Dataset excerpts
= = = =

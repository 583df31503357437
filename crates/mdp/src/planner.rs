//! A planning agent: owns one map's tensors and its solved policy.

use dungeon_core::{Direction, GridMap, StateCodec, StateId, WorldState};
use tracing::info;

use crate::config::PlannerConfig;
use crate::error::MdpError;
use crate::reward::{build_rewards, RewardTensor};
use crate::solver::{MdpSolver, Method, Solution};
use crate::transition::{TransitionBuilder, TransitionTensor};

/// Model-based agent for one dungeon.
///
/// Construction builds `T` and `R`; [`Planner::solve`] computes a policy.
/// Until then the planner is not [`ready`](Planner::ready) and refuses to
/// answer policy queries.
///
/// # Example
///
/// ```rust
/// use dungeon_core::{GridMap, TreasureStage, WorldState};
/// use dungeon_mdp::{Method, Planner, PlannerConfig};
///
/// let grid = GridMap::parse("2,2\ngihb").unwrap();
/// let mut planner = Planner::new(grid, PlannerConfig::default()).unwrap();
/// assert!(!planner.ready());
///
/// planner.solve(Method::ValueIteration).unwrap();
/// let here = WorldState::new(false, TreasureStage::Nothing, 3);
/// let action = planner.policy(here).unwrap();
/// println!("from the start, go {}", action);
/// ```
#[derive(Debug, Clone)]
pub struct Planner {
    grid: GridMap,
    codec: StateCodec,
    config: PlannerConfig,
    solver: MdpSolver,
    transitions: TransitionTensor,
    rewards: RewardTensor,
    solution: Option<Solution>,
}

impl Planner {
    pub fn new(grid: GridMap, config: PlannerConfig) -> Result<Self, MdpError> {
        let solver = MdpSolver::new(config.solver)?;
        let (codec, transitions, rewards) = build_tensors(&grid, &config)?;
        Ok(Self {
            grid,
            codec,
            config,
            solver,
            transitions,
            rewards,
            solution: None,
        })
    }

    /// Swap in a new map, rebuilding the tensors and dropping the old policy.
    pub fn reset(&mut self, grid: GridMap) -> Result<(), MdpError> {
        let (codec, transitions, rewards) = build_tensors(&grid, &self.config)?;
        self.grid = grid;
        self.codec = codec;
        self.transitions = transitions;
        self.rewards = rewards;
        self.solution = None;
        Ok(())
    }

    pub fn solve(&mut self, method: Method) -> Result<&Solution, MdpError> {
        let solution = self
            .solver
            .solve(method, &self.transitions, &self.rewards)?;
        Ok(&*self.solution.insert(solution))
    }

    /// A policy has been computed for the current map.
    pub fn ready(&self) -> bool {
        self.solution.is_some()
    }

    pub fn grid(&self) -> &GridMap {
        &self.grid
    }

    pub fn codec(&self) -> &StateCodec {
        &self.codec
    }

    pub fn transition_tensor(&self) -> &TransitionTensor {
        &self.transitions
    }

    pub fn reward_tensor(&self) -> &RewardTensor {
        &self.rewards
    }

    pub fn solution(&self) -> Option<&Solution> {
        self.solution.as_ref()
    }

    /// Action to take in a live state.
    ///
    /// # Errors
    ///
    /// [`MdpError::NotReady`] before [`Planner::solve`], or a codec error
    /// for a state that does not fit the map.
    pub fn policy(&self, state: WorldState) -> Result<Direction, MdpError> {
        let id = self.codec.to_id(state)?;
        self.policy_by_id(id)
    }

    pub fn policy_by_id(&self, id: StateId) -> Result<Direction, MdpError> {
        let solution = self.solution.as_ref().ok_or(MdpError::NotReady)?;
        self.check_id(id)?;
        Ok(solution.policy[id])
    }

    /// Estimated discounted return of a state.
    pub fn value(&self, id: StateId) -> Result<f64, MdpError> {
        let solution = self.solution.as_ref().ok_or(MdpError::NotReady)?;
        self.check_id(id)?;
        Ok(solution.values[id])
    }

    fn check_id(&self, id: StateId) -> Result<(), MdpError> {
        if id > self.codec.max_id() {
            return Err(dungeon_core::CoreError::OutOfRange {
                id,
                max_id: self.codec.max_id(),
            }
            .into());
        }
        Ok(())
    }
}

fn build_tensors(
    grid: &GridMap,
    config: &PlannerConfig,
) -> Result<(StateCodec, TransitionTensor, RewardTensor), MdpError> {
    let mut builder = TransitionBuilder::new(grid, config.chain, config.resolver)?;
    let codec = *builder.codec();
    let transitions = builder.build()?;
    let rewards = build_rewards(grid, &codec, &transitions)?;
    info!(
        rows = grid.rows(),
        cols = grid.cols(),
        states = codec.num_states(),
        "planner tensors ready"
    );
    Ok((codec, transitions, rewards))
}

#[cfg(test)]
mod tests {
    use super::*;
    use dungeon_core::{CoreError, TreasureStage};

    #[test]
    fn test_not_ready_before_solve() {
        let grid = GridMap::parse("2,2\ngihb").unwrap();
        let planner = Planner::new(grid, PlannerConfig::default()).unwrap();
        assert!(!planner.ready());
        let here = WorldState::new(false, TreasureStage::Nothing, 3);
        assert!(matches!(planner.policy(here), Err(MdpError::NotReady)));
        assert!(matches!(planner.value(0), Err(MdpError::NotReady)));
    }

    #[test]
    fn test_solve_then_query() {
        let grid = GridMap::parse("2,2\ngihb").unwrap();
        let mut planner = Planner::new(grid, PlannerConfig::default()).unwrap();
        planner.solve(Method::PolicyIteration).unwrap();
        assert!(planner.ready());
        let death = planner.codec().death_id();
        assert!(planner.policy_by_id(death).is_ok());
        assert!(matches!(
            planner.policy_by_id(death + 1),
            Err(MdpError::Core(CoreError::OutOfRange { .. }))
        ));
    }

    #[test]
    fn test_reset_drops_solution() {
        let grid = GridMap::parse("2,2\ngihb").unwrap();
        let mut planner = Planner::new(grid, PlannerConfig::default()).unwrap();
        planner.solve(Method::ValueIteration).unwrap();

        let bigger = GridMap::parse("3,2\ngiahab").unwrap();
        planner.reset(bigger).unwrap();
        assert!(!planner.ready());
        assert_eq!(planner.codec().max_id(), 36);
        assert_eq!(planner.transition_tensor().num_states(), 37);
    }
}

= = = =

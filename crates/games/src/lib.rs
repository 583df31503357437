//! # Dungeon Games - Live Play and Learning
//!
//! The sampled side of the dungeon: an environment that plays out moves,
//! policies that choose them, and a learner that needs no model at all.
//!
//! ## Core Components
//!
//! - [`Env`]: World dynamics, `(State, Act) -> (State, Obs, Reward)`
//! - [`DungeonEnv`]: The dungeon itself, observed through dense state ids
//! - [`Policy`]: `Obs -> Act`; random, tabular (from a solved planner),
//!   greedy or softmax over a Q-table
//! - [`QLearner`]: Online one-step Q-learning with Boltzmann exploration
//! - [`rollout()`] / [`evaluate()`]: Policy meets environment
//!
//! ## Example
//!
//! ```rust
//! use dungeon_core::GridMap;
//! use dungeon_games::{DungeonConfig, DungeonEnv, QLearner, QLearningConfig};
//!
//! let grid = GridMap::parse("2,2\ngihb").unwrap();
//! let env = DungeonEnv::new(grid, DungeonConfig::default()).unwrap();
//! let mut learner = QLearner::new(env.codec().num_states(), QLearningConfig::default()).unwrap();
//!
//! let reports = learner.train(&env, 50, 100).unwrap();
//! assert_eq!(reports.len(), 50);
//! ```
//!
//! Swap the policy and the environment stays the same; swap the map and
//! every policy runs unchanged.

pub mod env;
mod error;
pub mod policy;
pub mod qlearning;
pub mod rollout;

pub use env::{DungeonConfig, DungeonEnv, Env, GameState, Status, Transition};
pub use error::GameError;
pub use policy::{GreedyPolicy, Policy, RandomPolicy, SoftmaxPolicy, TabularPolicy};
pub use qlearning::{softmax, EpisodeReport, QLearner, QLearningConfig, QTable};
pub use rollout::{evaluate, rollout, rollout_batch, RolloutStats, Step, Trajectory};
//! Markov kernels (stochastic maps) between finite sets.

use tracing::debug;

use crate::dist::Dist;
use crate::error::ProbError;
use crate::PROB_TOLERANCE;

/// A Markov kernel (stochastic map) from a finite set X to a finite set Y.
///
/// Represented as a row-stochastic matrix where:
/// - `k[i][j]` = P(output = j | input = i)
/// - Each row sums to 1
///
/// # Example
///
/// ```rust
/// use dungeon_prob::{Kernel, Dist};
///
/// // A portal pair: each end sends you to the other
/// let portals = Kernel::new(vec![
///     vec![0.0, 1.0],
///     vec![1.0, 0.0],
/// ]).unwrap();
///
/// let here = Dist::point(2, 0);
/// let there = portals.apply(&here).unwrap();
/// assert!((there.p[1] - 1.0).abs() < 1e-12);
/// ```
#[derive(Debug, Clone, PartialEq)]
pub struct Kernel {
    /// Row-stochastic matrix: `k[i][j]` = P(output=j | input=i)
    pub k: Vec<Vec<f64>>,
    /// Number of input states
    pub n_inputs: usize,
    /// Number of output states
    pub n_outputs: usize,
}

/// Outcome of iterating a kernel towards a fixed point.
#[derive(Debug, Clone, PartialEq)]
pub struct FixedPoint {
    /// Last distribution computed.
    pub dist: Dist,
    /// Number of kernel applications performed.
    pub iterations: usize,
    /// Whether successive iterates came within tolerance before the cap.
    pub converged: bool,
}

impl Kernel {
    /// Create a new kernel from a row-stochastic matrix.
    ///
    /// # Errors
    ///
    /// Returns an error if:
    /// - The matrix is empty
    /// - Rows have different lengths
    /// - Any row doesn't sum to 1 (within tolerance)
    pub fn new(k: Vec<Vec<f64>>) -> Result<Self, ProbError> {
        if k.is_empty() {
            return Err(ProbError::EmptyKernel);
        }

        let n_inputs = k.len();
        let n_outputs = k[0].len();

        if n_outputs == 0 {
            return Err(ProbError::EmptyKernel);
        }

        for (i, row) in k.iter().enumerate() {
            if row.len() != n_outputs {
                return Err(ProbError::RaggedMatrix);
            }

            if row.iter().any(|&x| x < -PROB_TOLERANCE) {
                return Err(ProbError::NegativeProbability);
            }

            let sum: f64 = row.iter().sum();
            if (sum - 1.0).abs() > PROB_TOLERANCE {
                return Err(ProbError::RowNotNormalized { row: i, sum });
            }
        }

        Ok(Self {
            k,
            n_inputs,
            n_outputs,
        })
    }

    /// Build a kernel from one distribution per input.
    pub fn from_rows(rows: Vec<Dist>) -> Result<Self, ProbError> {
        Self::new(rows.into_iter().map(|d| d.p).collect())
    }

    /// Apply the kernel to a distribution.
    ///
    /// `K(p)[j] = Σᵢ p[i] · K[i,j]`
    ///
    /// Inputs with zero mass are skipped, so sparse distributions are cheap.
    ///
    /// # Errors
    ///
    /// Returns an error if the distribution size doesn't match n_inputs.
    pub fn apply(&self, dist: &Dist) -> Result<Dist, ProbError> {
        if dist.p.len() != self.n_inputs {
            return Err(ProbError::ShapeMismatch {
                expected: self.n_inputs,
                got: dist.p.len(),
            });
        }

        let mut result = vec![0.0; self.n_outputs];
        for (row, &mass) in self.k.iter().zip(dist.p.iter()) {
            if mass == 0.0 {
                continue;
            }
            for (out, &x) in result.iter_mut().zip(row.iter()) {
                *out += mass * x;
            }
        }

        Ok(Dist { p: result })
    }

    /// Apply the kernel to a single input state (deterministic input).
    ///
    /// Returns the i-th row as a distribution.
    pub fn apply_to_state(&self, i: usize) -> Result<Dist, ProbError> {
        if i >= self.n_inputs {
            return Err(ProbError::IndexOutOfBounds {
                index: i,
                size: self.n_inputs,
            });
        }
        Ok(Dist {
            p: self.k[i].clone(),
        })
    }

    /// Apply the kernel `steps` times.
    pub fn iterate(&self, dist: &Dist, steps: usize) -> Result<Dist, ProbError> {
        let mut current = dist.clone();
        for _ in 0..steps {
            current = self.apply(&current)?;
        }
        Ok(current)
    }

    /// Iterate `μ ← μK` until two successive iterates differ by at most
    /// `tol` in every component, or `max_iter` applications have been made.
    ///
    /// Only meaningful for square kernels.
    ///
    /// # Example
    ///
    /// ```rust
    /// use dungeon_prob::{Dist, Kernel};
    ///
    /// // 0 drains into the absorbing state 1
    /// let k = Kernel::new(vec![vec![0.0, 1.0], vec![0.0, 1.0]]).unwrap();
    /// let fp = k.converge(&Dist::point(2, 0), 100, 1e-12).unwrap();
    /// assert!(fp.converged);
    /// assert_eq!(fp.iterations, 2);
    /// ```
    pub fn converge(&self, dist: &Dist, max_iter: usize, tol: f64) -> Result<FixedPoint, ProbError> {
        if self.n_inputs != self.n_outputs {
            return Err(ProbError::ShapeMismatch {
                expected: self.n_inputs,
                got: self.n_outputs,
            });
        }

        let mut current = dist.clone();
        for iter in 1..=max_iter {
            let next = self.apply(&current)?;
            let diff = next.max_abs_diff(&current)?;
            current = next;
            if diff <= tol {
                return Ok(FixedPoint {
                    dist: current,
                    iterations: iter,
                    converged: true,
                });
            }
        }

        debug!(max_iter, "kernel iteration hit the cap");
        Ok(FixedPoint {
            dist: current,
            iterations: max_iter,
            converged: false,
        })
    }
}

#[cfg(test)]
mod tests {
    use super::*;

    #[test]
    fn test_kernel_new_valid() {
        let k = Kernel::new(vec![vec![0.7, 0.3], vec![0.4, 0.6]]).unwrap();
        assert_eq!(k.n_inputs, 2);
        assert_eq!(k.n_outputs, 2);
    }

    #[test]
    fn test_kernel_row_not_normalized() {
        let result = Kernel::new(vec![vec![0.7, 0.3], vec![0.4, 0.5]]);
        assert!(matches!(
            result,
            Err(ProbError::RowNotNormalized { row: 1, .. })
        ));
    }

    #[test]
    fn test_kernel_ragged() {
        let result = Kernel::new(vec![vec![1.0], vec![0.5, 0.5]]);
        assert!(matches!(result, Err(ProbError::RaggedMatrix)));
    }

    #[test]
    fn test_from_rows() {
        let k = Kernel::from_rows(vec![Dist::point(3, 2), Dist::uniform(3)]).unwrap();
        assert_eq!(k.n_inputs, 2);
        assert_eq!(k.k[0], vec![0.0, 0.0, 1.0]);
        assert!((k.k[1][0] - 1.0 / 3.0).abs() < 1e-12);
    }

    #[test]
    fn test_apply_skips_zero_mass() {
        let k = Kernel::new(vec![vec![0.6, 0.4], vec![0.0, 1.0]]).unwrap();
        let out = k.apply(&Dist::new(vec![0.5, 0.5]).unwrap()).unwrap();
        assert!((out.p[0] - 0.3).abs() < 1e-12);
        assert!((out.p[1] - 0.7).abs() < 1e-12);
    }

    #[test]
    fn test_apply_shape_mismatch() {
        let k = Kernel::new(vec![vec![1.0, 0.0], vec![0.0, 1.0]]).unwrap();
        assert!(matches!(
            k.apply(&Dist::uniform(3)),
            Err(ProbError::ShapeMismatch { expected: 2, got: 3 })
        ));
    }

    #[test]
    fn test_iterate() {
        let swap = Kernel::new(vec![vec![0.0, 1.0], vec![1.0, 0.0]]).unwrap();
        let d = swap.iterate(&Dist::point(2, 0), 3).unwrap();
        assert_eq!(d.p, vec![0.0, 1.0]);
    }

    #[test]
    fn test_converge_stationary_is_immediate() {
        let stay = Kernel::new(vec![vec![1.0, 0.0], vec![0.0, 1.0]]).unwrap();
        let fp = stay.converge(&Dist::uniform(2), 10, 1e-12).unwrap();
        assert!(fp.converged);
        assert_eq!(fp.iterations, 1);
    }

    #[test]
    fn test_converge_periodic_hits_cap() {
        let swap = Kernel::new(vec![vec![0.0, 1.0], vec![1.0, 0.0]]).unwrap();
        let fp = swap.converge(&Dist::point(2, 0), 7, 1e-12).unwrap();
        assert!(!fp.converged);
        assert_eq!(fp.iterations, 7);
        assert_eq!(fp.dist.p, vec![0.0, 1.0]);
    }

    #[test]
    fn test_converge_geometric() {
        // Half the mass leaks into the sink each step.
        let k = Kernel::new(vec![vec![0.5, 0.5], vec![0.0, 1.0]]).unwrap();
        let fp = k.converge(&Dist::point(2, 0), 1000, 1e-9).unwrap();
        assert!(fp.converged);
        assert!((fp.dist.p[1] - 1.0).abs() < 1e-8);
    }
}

= = = =

PROBLEM STATEMENT >>
Look through the entries above for the word "TransitionBuilder". Copy every line where it shows up.

SOLUTION >>
use crate::transition::{TransitionBuilder, TransitionTensor};
    let mut builder = TransitionBuilder::new(grid, config.chain, config.resolver)?;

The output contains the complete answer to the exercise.